Mrs. Radcliffe and the Critics.
It is singular that although Mrs. Radcliffe's beautiful descriptions of foreign scenery, composed solely from the materials afforded by travellers, collected and embodied by her own genius, were marked in a particular degree with the characteristics of fancy portraits, yet many of her contemporaries conceived them to be exact descriptions of scenes which she had visited in person. One report transmitted to the public by the _Edinburgh Review_, stated that Mr. and Mrs. Radcliffe had visited Italy; that Mr. Radcliffe had been attached to one of the British embassies in that country; and that it was here his gifted consort imbibed the taste for picturesque scenery, and for mouldering ruins, and for the obscure and gloomy anecdotes which tradition relates of their former inhabitants. This is so far a mistake, as Mrs. Radcliffe never was in Italy; but it has been mentioned, in explanation, that she probably availed herself of the acquaintance she formed in 1793 with the magnificent scenery on the banks of the Rhine, and the frowning remains of feudal castles with which it abounds. The inaccuracy of the reviewer is of no great consequence; but a more absurd report found its way into print, namely, that Mrs. Radcliffe, having visited the fine old Gothic mansion of Haddon House, had insisted upon remaining a night there, in the course of which she had been inspired with all that enthusiasm for Gothic residences, hidden passages, and mouldering walls, which marks her writings. Mrs. Radcliffe, we are assured, never saw Haddon House; and although it was a place excellently worth her attention, and could hardly have been seen by her without suggesting some of those ideas in which her imagination naturally revelled, yet we should suppose the mechanical aid to invention--the recipe for fine writing--the sleeping in a dismantled and unfurnished old house, was likely to be rewarded with nothing but a cold, and was an affectation of enthusiasm to which Mrs. Radcliffe would have disdained to have recourse.

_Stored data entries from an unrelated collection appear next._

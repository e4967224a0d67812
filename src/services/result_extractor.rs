use itertools::Itertools;
use scraper::{ElementRef, Html, Selector};

use crate::{
    configuration::{ExtractionStrategy, SearchSettings},
    domain::job_posting::JobPosting,
    error::ScoutError,
};

/// Turns a search result page into at most `max_results` postings, in page order.
pub trait ExtractResultCandidates {
    fn extract(&self, page_source: &str, max_results: usize)
        -> Result<Vec<JobPosting>, ScoutError>;
}

pub fn extractor_for(
    settings: &SearchSettings,
) -> Result<Box<dyn ExtractResultCandidates>, ScoutError> {
    match settings.extraction_strategy {
        ExtractionStrategy::Structured => Ok(Box::new(StructuredExtractor::new(
            &settings.selectors.container,
            &settings.selectors.title_link,
            &settings.selectors.snippet,
        )?)),
        ExtractionStrategy::LinkScan => {
            Ok(Box::new(LinkScanExtractor::new(settings.engine_domain())))
        }
    }
}

pub struct StructuredExtractor {
    container: Selector,
    title_link: Selector,
    snippet: Selector,
}

impl StructuredExtractor {
    pub fn new(container: &str, title_link: &str, snippet: &str) -> Result<Self, ScoutError> {
        Ok(StructuredExtractor {
            container: parse_selector(container)?,
            title_link: parse_selector(title_link)?,
            snippet: parse_selector(snippet)?,
        })
    }

    fn posting_from_container(&self, container: ElementRef) -> Option<JobPosting> {
        let title_link = container.select(&self.title_link).next()?;
        let link = title_link.value().attr("href")?;

        let snippet = container
            .select(&self.snippet)
            .next()
            .map(collapsed_text)
            .unwrap_or_default();

        Some(JobPosting::new(
            collapsed_text(title_link),
            snippet,
            link.to_string(),
        ))
    }
}

impl ExtractResultCandidates for StructuredExtractor {
    fn extract(
        &self,
        page_source: &str,
        max_results: usize,
    ) -> Result<Vec<JobPosting>, ScoutError> {
        let html_document = Html::parse_document(page_source);

        let postings: Vec<JobPosting> = html_document
            .select(&self.container)
            .filter_map(|container| self.posting_from_container(container))
            .take(max_results)
            .collect();

        log::info!("Extracted {} result containers", postings.len());

        Ok(postings)
    }
}

/// Legacy scan over raw `href="` attributes. Sensitive to markup order,
/// keeps absolute links that do not point back at the engine itself.
pub struct LinkScanExtractor {
    engine_domain: String,
}

impl LinkScanExtractor {
    pub fn new(engine_domain: String) -> Self {
        LinkScanExtractor { engine_domain }
    }
}

impl ExtractResultCandidates for LinkScanExtractor {
    fn extract(
        &self,
        page_source: &str,
        max_results: usize,
    ) -> Result<Vec<JobPosting>, ScoutError> {
        let postings: Vec<JobPosting> = page_source
            .split("href=\"")
            .skip(1)
            .filter_map(|token| token.split('"').next())
            .filter(|link| link.starts_with("http"))
            .filter(|link| self.engine_domain.is_empty() || !link.contains(&self.engine_domain))
            .take(max_results)
            .map(|link| JobPosting::link_only(link.to_string()))
            .collect();

        log::info!("Scanned {} links from raw markup", postings.len());

        Ok(postings)
    }
}

fn parse_selector(selector: &str) -> Result<Selector, ScoutError> {
    Selector::parse(selector)
        .map_err(|e| ScoutError::Parse(format!("invalid selector {}: {:?}", selector, e)))
}

fn collapsed_text(element: ElementRef) -> String {
    element
        .text()
        .flat_map(|chunk| chunk.split_whitespace())
        .join(" ")
}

These are the opinions of Sir Walter Scott; appended to them are these somewhat depreciatory remarks made by Dunlop, in his _History of Fiction_:--
"In the writings of Mrs. Radcliffe there is a considerable degree of uniformity and mannerism, which is perhaps the case with all the productions of a strong and original genius. Her heroines too nearly resemble each other, or rather they possess hardly any shade of difference. They have all blue eyes and auburn hair--the form of each of them has 'the airy lightness of a nymph'--they are all fond of watching the setting sun, and catching the purple tints of evening, and the vivid glow or fading splendour of the western horizon. Unfortunately they are all likewise early risers. I say unfortunately, for in every exigency Mrs. Radcliffe's heroines are provided with a pencil and paper, and the sun is never allowed to rise nor set in peace. Like Tilburina in the play, they are 'inconsolable to the minuet in Ariadne,' and in the most distressing circumstances find time to compose sonnets to sunrise, the bat, a sea-nymph, a lily, or a butterfly."